*EXERCISE DIRECTIONS*
The response should hold each line from the entries below where "minute" is found.

● ● ● ● ● ● ●

//! Batch / Live Parity Tests
//!
//! The same log tree is ingested twice: once by tailing it while it grows,
//! once by a whole-day re-read after the fact. Both must end with identical
//! device totals and identical stage totals.

use brickline::acquisition::{date_dir, DeviceMap, FileBatchIngestor, Ingestor, SourceFilter, TailIngestor};
use brickline::aggregation::{compute_stage_totals, StageLayout};
use brickline::config::EngineConfig;
use brickline::pipeline::{absorb, MetricsPipeline};
use brickline::reconciler::{CounterReconciler, DeviceRegistry};
use chrono::{NaiveDate, TimeZone, Utc};
use std::fs::{self, OpenOptions};
use std::io::Write;
use std::path::{Path, PathBuf};

fn day() -> NaiveDate {
    NaiveDate::from_ymd_opt(2025, 11, 21).unwrap()
}

fn line(minute: u32, second: u32, count: u64) -> String {
    format!("[2025-11-21T06:{minute:02}:{second:02}.000Z] Count: {count}\n")
}

fn append(path: &Path, text: &str) {
    fs::create_dir_all(path.parent().unwrap()).unwrap();
    let mut f = OpenOptions::new().create(true).append(true).open(path).unwrap();
    f.write_all(text.as_bytes()).unwrap();
}

fn registry() -> DeviceRegistry {
    DeviceRegistry::new(CounterReconciler::default(), 10)
}

/// Per-device count series, split into the chunks the tail sees.
struct Feed {
    path: PathBuf,
    chunks: Vec<Vec<u64>>,
}

fn feeds(root: &Path) -> Vec<Feed> {
    let dir = date_dir(root, day());
    vec![
        Feed {
            path: dir.join("DC1/sau-me/sau-me-01.txt"),
            chunks: vec![vec![1000, 1050], vec![1100, 40], vec![90, 160]],
        },
        Feed {
            path: dir.join("DC1/sau-me/sau-me-02_0600.txt"),
            chunks: vec![vec![0], vec![25, 60], vec![100]],
        },
        Feed {
            path: dir.join("DC1/truoc-ln/truoc-ln-01.txt"),
            chunks: vec![vec![500, 540], vec![], vec![600, 3, 70]],
        },
        Feed {
            path: dir.join("DC2/60x60/sau-me/sau-me-07.txt"),
            chunks: vec![vec![10], vec![20, 30], vec![45]],
        },
        Feed {
            path: dir.join("DC2/30x60/sau-me/sau-me-08.txt"),
            chunks: vec![vec![], vec![7, 9], vec![14]],
        },
    ]
}

/// Grow the tree chunk by chunk, tailing after each round.
fn grow_and_tail(root: &Path, tail: &TailIngestor, live: &DeviceRegistry) {
    let feeds = feeds(root);
    let rounds = feeds.iter().map(|f| f.chunks.len()).max().unwrap_or(0);
    let mut sample = vec![0u32; feeds.len()];
    for round in 0..rounds {
        for (i, feed) in feeds.iter().enumerate() {
            let text: String = feed.chunks[round]
                .iter()
                .map(|c| {
                    sample[i] += 1;
                    line(sample[i] / 60, sample[i] % 60, *c)
                })
                .collect();
            if !text.is_empty() {
                append(&feed.path, &text);
            }
        }
        let collected = tail.collect(day()).unwrap();
        absorb(live, &collected);
    }
}

#[test]
fn tailing_a_growing_tree_matches_a_full_reread() {
    let tmp = tempfile::tempdir().unwrap();
    let tail = TailIngestor::new(tmp.path(), SourceFilter::default(), DeviceMap::default());
    let live = registry();
    grow_and_tail(tmp.path(), &tail, &live);

    let batch_ingestor = FileBatchIngestor::new(tmp.path(), SourceFilter::default(), DeviceMap::default());
    let batch = registry();
    absorb(&batch, &batch_ingestor.collect(day()).unwrap());

    let live_totals: Vec<_> = live
        .snapshot()
        .into_iter()
        .map(|(k, s)| (k, s.reconciled_total, s.reset_count))
        .collect();
    let batch_totals: Vec<_> = batch
        .snapshot()
        .into_iter()
        .map(|(k, s)| (k, s.reconciled_total, s.reset_count))
        .collect();
    assert_eq!(live_totals, batch_totals);
    assert_eq!(live_totals.len(), 5);

    // 1000 -> 1050 -> 1100 -> 40 (reset) -> 90 -> 160
    let (_, total, resets) = live_totals
        .iter()
        .find(|(k, _, _)| k.device_id == "SAU-ME-01")
        .unwrap();
    assert_eq!((*total, *resets), (260, 1));
}

#[test]
fn stage_totals_agree_between_modes() {
    let tmp = tempfile::tempdir().unwrap();
    let tail = TailIngestor::new(tmp.path(), SourceFilter::default(), DeviceMap::default());
    let live = registry();
    grow_and_tail(tmp.path(), &tail, &live);

    let batch = registry();
    let ingestor = FileBatchIngestor::new(tmp.path(), SourceFilter::default(), DeviceMap::default());
    absorb(&batch, &ingestor.collect(day()).unwrap());

    let config = EngineConfig::default_with_tables();
    for name in ["DC1", "DC2"] {
        let layout = StageLayout::for_line(name, &config);
        let live_stages = compute_stage_totals(&layout, &live.snapshot(), None);
        let batch_stages = compute_stage_totals(&layout, &batch.snapshot(), None);
        assert_eq!(live_stages, batch_stages, "line {name}");
    }

    // Two brick-type variants of the same position merge into one stage
    let dc2 = compute_stage_totals(&StageLayout::for_line("DC2", &config), &batch.snapshot(), None);
    assert_eq!(dc2[0].combined_total, 35 + 7);
    assert_eq!(dc2[0].per_device_totals.len(), 2);
}

#[test]
fn pipeline_snapshots_agree_between_modes() {
    let tmp = tempfile::tempdir().unwrap();
    let tail = TailIngestor::new(tmp.path(), SourceFilter::default(), DeviceMap::default());
    let live = registry();
    grow_and_tail(tmp.path(), &tail, &live);

    let batch = registry();
    let ingestor = FileBatchIngestor::new(tmp.path(), SourceFilter::default(), DeviceMap::default());
    absorb(&batch, &ingestor.collect(day()).unwrap());

    let pipeline = MetricsPipeline::new(EngineConfig::default_with_tables());
    let now = Utc.with_ymd_and_hms(2025, 11, 21, 6, 5, 0).unwrap();
    let grades = Default::default();
    let a = pipeline.compute(day(), &live.snapshot(), &grades, now);
    let b = pipeline.compute(day(), &batch.snapshot(), &grades, now);

    assert_eq!(a.lines.len(), 2);
    for (x, y) in a.lines.iter().zip(&b.lines) {
        assert_eq!(x.line, y.line);
        assert_eq!(x.metrics.total_produced, y.metrics.total_produced);
        assert_eq!(x.stages, y.stages);
        assert_eq!(x.waste, y.waste);
    }
    assert_eq!(a.aggregate.total_produced, b.aggregate.total_produced);
}

#[test]
fn rollover_reset_starts_the_day_fresh() {
    let tmp = tempfile::tempdir().unwrap();
    let tail = TailIngestor::new(tmp.path(), SourceFilter::default(), DeviceMap::default());
    let live = registry();
    grow_and_tail(tmp.path(), &tail, &live);
    assert!(!live.is_empty());

    tail.reset();
    live.clear();
    let next_day = day().succ_opt().unwrap();
    let collected = tail.collect(next_day).unwrap();
    absorb(&live, &collected);
    assert!(live.is_empty());
}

● ● ● ● ● ● ●

*RESPONSE TO THIS EXERCISE*
fn line(minute: u32, second: u32, count: u64) -> String {
    format!("[2025-11-21T06:{minute:02}:{second:02}.000Z] Count: {count}\n")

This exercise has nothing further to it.